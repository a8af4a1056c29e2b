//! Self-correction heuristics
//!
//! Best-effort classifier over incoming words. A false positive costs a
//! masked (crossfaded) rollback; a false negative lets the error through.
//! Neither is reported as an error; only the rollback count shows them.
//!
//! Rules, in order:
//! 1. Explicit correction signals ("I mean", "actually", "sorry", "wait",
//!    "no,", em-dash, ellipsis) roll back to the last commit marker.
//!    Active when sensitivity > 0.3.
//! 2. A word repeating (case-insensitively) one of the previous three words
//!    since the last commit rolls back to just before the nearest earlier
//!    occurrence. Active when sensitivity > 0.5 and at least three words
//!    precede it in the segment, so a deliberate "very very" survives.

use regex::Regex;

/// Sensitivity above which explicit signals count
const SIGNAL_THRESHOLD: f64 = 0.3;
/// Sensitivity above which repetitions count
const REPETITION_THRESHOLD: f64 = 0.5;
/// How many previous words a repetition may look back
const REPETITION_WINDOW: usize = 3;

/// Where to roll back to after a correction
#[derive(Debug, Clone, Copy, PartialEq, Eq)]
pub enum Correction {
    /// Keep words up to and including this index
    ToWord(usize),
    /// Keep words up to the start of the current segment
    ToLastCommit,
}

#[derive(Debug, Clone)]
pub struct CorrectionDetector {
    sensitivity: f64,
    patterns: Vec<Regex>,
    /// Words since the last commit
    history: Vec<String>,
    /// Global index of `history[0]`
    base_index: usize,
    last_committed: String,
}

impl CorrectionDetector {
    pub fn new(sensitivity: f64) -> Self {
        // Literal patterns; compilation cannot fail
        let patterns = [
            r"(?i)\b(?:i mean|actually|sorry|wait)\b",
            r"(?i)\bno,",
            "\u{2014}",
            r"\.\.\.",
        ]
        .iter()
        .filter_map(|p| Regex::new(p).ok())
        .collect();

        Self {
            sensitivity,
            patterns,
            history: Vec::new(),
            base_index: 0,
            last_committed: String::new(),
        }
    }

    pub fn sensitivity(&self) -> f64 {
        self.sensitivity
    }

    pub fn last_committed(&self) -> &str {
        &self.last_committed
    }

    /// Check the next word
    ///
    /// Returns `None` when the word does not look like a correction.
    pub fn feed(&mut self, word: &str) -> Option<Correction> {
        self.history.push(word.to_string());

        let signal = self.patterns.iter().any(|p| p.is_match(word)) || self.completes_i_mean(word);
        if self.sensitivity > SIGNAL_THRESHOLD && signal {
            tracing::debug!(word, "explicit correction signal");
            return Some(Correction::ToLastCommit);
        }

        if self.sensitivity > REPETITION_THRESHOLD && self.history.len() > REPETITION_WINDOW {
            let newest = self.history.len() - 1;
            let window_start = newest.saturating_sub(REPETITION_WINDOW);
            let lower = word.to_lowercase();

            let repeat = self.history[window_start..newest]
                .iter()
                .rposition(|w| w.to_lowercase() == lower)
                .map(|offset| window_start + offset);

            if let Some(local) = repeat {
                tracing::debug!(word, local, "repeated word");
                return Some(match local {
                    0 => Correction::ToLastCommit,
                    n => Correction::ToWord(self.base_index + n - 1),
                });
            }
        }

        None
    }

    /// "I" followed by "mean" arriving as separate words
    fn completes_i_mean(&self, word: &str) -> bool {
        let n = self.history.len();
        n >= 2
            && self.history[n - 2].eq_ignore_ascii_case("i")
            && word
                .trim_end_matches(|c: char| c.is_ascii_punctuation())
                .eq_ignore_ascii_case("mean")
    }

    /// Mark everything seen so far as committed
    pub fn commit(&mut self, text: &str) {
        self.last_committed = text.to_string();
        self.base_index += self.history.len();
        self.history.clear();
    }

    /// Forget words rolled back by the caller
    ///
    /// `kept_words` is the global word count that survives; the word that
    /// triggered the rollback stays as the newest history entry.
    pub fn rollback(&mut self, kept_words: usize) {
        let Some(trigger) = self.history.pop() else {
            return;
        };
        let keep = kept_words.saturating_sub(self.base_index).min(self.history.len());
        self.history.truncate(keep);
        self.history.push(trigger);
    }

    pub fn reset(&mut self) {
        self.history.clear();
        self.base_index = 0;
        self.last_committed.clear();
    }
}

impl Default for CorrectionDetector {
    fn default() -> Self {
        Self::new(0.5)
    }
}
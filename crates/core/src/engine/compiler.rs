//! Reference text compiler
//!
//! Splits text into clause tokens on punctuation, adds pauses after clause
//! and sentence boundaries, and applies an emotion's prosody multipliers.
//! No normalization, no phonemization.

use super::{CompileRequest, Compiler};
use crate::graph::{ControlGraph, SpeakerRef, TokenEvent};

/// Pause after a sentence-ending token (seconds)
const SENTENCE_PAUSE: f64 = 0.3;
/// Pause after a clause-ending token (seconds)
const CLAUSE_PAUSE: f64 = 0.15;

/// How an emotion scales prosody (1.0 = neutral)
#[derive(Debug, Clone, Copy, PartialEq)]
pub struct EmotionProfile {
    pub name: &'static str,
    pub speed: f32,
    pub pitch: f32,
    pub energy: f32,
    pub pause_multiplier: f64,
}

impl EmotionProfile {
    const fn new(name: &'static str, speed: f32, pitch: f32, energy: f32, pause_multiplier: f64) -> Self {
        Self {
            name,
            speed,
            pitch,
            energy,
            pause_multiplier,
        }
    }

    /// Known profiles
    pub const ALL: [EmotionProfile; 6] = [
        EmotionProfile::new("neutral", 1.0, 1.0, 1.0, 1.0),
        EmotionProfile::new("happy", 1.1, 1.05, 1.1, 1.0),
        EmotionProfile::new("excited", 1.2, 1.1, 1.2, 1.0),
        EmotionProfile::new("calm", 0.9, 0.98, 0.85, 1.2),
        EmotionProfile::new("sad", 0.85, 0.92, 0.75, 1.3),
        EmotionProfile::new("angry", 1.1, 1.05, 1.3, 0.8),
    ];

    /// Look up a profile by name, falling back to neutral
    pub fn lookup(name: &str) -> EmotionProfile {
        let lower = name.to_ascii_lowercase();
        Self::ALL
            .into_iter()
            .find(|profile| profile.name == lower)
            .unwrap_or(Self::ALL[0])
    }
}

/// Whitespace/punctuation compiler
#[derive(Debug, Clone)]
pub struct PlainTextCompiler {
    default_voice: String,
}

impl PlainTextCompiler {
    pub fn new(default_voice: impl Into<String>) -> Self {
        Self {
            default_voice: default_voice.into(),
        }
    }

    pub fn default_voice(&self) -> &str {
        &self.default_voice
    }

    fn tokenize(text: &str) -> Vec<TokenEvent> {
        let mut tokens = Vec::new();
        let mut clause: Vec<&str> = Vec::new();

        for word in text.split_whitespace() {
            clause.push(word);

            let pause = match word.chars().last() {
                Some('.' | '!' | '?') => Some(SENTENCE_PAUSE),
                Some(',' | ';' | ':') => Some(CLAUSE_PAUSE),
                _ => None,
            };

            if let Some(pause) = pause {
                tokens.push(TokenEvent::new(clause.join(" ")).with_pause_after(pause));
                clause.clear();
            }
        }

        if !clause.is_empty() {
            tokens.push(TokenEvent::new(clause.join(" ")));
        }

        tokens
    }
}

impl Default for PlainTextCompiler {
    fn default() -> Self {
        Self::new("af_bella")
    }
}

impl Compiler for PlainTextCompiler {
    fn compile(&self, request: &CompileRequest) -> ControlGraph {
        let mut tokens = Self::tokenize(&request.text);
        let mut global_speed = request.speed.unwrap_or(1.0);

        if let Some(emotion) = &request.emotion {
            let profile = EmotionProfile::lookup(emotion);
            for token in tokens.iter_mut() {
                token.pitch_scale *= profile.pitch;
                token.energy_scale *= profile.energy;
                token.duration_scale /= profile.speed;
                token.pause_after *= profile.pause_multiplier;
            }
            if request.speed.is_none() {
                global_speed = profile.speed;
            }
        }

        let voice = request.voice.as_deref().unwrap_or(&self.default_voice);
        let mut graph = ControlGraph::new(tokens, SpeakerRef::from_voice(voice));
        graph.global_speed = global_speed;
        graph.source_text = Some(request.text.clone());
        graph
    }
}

━━━━━━━━━━━━━━━━━━━━

* _WHAT THE EXERCISE ASKS_: Check the records above and copy each line that has the string "lookup".

* _TASK RESULT_:
    pub fn lookup(name: &str) -> EmotionProfile {
            let profile = EmotionProfile::lookup(emotion);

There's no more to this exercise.